_Work request_:
Search the records for the string "impl", then copy each line that has it.

_Task data_:

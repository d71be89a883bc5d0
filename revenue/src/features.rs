use network::TrainingExample;

use crate::error::RevenueError;
use crate::record::{DayFeatures, SalesRecord};
use crate::Result;

/// Number of network inputs produced per day.
pub const NUM_FEATURES: usize = 5;

pub const DAY_OF_YEAR: FeatureRange = FeatureRange::fixed(1.0, 365.0);
pub const DAY_OF_MONTH: FeatureRange = FeatureRange::fixed(1.0, 31.0);
pub const DAY_OF_WEEK: FeatureRange = FeatureRange::fixed(1.0, 7.0);
pub const MONTH: FeatureRange = FeatureRange::fixed(1.0, 12.0);

/// Revenue is scaled from zero, not from the smallest value seen.
pub const TARGET_MIN: f64 = 0.0;

/// `(value - min) / (max - min)`. Fails when `max == min`.
pub fn normalize(value: f64, min: f64, max: f64) -> Result<f64> {
    Ok(FeatureRange::new(min, max)?.normalize(value))
}

/// Inverse of [`normalize`]: `norm * (max - min) + min`.
pub fn denormalize(norm: f64, min: f64, max: f64) -> f64 {
    norm * (max - min) + min
}

/// Largest revenue in `records`.
///
/// Every revenue must be finite and non-negative; the first one that is not
/// fails the whole collection.
pub fn discover_target_range(records: &[SalesRecord]) -> Result<f64> {
    if records.is_empty() {
        return Err(RevenueError::EmptyDataset);
    }

    let mut max = f64::NEG_INFINITY;
    for (index, record) in records.iter().enumerate() {
        let value = record.revenue;
        if !value.is_finite() || value < 0.0 {
            return Err(RevenueError::InvalidRevenue { index, value });
        }
        max = max.max(value);
    }

    Ok(max)
}

/// Closed interval a feature is scaled from.
///
/// Always has `min != max` and finite bounds, so scaling never divides by zero.
#[derive(Debug, Clone, Copy, PartialEq)]
pub struct FeatureRange {
    min: f64,
    max: f64,
}

impl FeatureRange {
    pub fn new(min: f64, max: f64) -> Result<Self> {
        if !min.is_finite() || !max.is_finite() || min == max {
            return Err(RevenueError::DegenerateRange { min, max });
        }
        Ok(Self { min, max })
    }

    const fn fixed(min: f64, max: f64) -> Self {
        Self { min, max }
    }

    pub fn min(&self) -> f64 {
        self.min
    }

    pub fn max(&self) -> f64 {
        self.max
    }

    #[inline]
    pub fn normalize(&self, value: f64) -> f64 {
        (value - self.min) / (self.max - self.min)
    }

    #[inline]
    pub fn denormalize(&self, norm: f64) -> f64 {
        denormalize(norm, self.min, self.max)
    }
}

/// Normalization state of one training session.
///
/// Calendar features use fixed ranges; the revenue range is discovered from the
/// records the scaler is fitted on and must be reused when decoding predictions.
#[derive(Debug, Clone, Copy, PartialEq)]
pub struct FeatureScaler {
    target: FeatureRange,
}

impl FeatureScaler {
    pub fn fit(records: &[SalesRecord]) -> Result<Self> {
        let max = discover_target_range(records)?;
        let target = FeatureRange::new(TARGET_MIN, max)?;
        log::debug!("Revenue range [{}, {}] over {} records", TARGET_MIN, max, records.len());

        Ok(Self { target })
    }

    pub fn with_target_range(target: FeatureRange) -> Self {
        Self { target }
    }

    pub fn target_range(&self) -> FeatureRange {
        self.target
    }

    pub fn encode_features(&self, day: &DayFeatures) -> [f64; NUM_FEATURES] {
        [
            DAY_OF_YEAR.normalize(f64::from(day.day_of_year)),
            DAY_OF_MONTH.normalize(f64::from(day.day_of_month)),
            DAY_OF_WEEK.normalize(f64::from(day.day_of_week)),
            MONTH.normalize(f64::from(day.month)),
            // Already 0 or 1
            f64::from(u8::from(day.is_holiday)),
        ]
    }

    pub fn encode_record(&self, record: &SalesRecord) -> TrainingExample {
        TrainingExample::new(
            self.encode_features(&record.day),
            [self.target.normalize(record.revenue)],
        )
    }

    pub fn decode_target(&self, norm: f64) -> f64 {
        self.target.denormalize(norm)
    }
}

_Solution for this problem_:
impl FeatureRange {
impl FeatureScaler {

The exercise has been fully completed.